Lets talk about MUSIC. Lets talk about SOUND. Lets talk about NOISE. Lets talk about the fucking KICK DRUM on Parkway Drive‘s Deep Blue. When Ben Gordon plays with his feet on this album, it feels like your head is about to get snapped off your neck, it’s insane and ruddy glorious.

Actually, its not just the drums, the production on this record is outstanding throughout – step forward and take a bow, Joe Barresi. The man responsible for making the likes of Tomahawk, Queens of the Stoneage and Coheed and Cambria sound as good as they do on record has struck again, producing, mixing and engineering a record which sounds not only rich and powerful, but perhaps most crucially – natural.

See, the thing is with so much metalcore these days is that it sounds so synthetic, processed and re-constituted that it really just isn’t that good for you. I guess its like ham in that respect. Well, if programmed drums, implausible guitar lines and 400 tracks of bass boom are Lidl own-brand generic sandwich filling, this record is a pork steak straight from the finest butchers. Its natural and actually sounds like a band playing, rather than some 5-headed digital monster, and it tastes so much better for it.

With this is mind, it is a slight shame that the actual musical content does not quite live up to production it has been blessed with. Parkway Drive always have been (and one suspects always will be) beatdown-heavy, but Deep Blue has a bit of a tendency to plod from one moshable section to the next with a wearisome predictability which saps the energy of the listener looking for something a bit more interesting than just the chance to get crucial. Nonetheless, there is some cracking guitar work here, with crunching riffing, measured lead parts, and a greater understand of dynamic light and shade than on previous efforts all on display. Despite this, the songwriting still feels quite ‘from the menu’ with a smattering of genuinely really brilliant bits breaking up the monotony.

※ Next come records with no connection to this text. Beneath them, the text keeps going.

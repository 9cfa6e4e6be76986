//! Authoring Session
//!
//! Owns the form state and drives the preview: the initial render happens on
//! construction, type switches render immediately, edits are debounced. Time
//! is passed in by the caller, so there are no timers or threads here.

use std::time::{Duration, Instant};

use crate::config::Settings;
use crate::domain::{ClipboardExporter, PreviewRenderer, SchemaType};
use crate::error::{ExportError, GenerateResult};
use crate::forms::FormState;
use crate::mapper::SchemaMapper;
use crate::preview::CopyFeedback;

/// Deadline-based debounce. Each schedule pushes the deadline out.
#[derive(Debug, Clone)]
pub struct PreviewScheduler {
    debounce: Duration,
    due: Option<Instant>,
}

impl PreviewScheduler {
    pub fn new(debounce: Duration) -> Self {
        Self {
            debounce,
            due: None,
        }
    }

    pub fn debounce(&self) -> Duration {
        self.debounce
    }

    pub fn schedule(&mut self, now: Instant) {
        self.due = Some(now + self.debounce);
    }

    pub fn is_pending(&self) -> bool {
        self.due.is_some()
    }

    /// Clear and report a deadline that has passed
    pub fn take_due(&mut self, now: Instant) -> bool {
        match self.due {
            Some(due) if now >= due => {
                self.due = None;
                true
            }
            _ => false,
        }
    }

    pub fn cancel(&mut self) {
        self.due = None;
    }
}

pub struct AuthoringSession<R: PreviewRenderer> {
    state: FormState,
    mapper: SchemaMapper,
    renderer: R,
    scheduler: PreviewScheduler,
    feedback: CopyFeedback,
    latest: Option<String>,
}

impl<R: PreviewRenderer> AuthoringSession<R> {
    /// Start a session and render the initial preview.
    ///
    /// A form the mapper refuses (strict policy) leaves the preview empty
    /// until it is fixed.
    pub fn new(state: FormState, settings: &Settings, renderer: R) -> Self {
        let mut session = Self {
            state,
            mapper: SchemaMapper::new(settings.mapper.clone()),
            renderer,
            scheduler: PreviewScheduler::new(settings.preview.debounce()),
            feedback: CopyFeedback::new(
                settings.clipboard.label.clone(),
                settings.clipboard.copied_label.clone(),
                settings.clipboard.feedback_window(),
            ),
            latest: None,
        };
        if let Err(e) = session.refresh() {
            tracing::warn!("Initial preview not rendered: {}", e);
        }
        session
    }

    pub fn state(&self) -> &FormState {
        &self.state
    }

    pub fn renderer(&self) -> &R {
        &self.renderer
    }

    pub fn schema_type(&self) -> SchemaType {
        self.state.schema_type
    }

    /// The last script handed to the renderer
    pub fn latest(&self) -> Option<&str> {
        self.latest.as_deref()
    }

    pub fn is_refresh_pending(&self) -> bool {
        self.scheduler.is_pending()
    }

    /// Switch the visible form and render right away
    pub fn select_type(&mut self, schema_type: SchemaType) -> GenerateResult<()> {
        self.state.select(schema_type);
        self.scheduler.cancel();
        self.refresh()
    }

    /// Apply a change to the form and schedule a refresh.
    ///
    /// With a zero debounce the preview is rendered before returning.
    pub fn edit<F>(&mut self, now: Instant, change: F) -> GenerateResult<()>
    where
        F: FnOnce(&mut FormState),
    {
        change(&mut self.state);
        self.scheduler.schedule(now);
        self.tick(now).map(|_| ())
    }

    /// Render if a scheduled refresh is due. Returns whether it rendered.
    pub fn tick(&mut self, now: Instant) -> GenerateResult<bool> {
        if !self.scheduler.take_due(now) {
            return Ok(false);
        }
        self.refresh()?;
        Ok(true)
    }

    /// Regenerate from the whole form and hand the script to the renderer
    pub fn refresh(&mut self) -> GenerateResult<()> {
        let script = self.mapper.render(&self.state)?;
        self.renderer.render(&script);
        self.latest = Some(script);
        Ok(())
    }

    /// Send the latest script to the exporter, verbatim
    pub fn copy<E: ClipboardExporter>(
        &mut self,
        exporter: &mut E,
        now: Instant,
    ) -> Result<(), ExportError> {
        let script = self.latest.as_deref().ok_or(ExportError::NothingRendered)?;
        exporter.write_text(script)?;
        self.feedback.mark_copied(now);
        tracing::debug!("Copied {} schema to clipboard", self.state.schema_type);
        Ok(())
    }

    pub fn copy_label(&self, now: Instant) -> &str {
        self.feedback.label(now)
    }
}
use axum::http::StatusCode;
use axum::response::{IntoResponse, Response};
use habitcat_core::error::CoreError;
use serde_json::json;

/// Application-level error type for HTTP handlers.
///
/// Wraps [`CoreError`] for domain errors and adds HTTP-specific variants.
/// Implements [`IntoResponse`] to produce consistent JSON error responses.
#[derive(Debug, thiserror::Error)]
pub enum AppError {
    /// A domain-level error from `habitcat_core`.
    #[error(transparent)]
    Core(#[from] CoreError),

    /// A database error from sqlx.
    #[error("Database error: {0}")]
    Database(#[from] sqlx::Error),

    /// An internal error with a human-readable message.
    #[error("Internal error: {0}")]
    InternalError(String),
}

/// Convenience type alias for handler return values.
pub type AppResult<T> = Result<T, AppError>;

const INTERNAL_MESSAGE: &str = "An internal error occurred";

impl IntoResponse for AppError {
    fn into_response(self) -> Response {
        let (status, code, message) = match &self {
            AppError::Core(core) => match core {
                CoreError::NotFound { entity, id } => (
                    StatusCode::NOT_FOUND,
                    "NOT_FOUND",
                    format!("{entity} with id {id} not found"),
                ),
                CoreError::Validation(msg) => {
                    (StatusCode::BAD_REQUEST, "VALIDATION_ERROR", msg.clone())
                }
                CoreError::Conflict(msg) => (StatusCode::CONFLICT, "CONFLICT", msg.clone()),
                CoreError::Unauthorized(msg) => {
                    (StatusCode::UNAUTHORIZED, "UNAUTHORIZED", msg.clone())
                }
                CoreError::Internal(msg) => {
                    tracing::error!(error = %msg, "Internal core error");
                    (
                        StatusCode::INTERNAL_SERVER_ERROR,
                        "INTERNAL_ERROR",
                        INTERNAL_MESSAGE.to_string(),
                    )
                }
            },

            AppError::Database(err) => classify_sqlx_error(err),

            AppError::InternalError(msg) => {
                tracing::error!(error = %msg, "Internal error");
                (
                    StatusCode::INTERNAL_SERVER_ERROR,
                    "INTERNAL_ERROR",
                    INTERNAL_MESSAGE.to_string(),
                )
            }
        };

        let body = json!({
            "error": message,
            "code": code,
        });

        (status, axum::Json(body)).into_response()
    }
}

/// Classify a sqlx error into an HTTP status, error code, and message.
///
/// - Unique constraint violations (constraint name starting with `uq_`) map to 409.
/// - Everything else maps to 500 with a sanitized message.
fn classify_sqlx_error(err: &sqlx::Error) -> (StatusCode, &'static str, String) {
    match err {
        sqlx::Error::Database(db_err) => {
            // PostgreSQL unique constraint violation: error code 23505
            if db_err.code().as_deref() == Some("23505") {
                let constraint = db_err.constraint().unwrap_or("unknown");
                if constraint.starts_with("uq_") {
                    return (
                        StatusCode::CONFLICT,
                        "CONFLICT",
                        format!("Duplicate value violates unique constraint: {constraint}"),
                    );
                }
            }
            tracing::error!(error = %db_err, "Database error");
            (
                StatusCode::INTERNAL_SERVER_ERROR,
                "INTERNAL_ERROR",
                INTERNAL_MESSAGE.to_string(),
            )
        }
        other => {
            tracing::error!(error = %other, "Database error");
            (
                StatusCode::INTERNAL_SERVER_ERROR,
                "INTERNAL_ERROR",
                INTERNAL_MESSAGE.to_string(),
            )
        }
    }
}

Watch the video to ‘Sleepwalker’ by Parkway Drive:

This is a good album, but there are times when it could do with an injection of pace, or a greater emphasis on the instrumentation (which is so impressive when it is allowed to shine) or just something to lift it about the lumbering mosh fest it sometimes finds itself labouring as. All that said, it is certainly a massive step forward from Horizons and there is little doubt that Parkway Drive remain streets ahead of fellow Aussies The Red Shore and Carpathian as the metalcore kings of down under. For fans, it is surely a must buy and a good distillation of where the band have been heading to up until this point. For those of us who are not necessarily converts already, there is much to enjoy here but little to truly inspire – if this was written as well as it is produced, it would probably be one of the records of the year. As it is it’s just quite good.

4/6

Sounds Like: August Burns Red, I Killed The Prom Queen, As I Lay Dying
Top Tracks: Sleepwalker, Leviathan I, Deliver Me.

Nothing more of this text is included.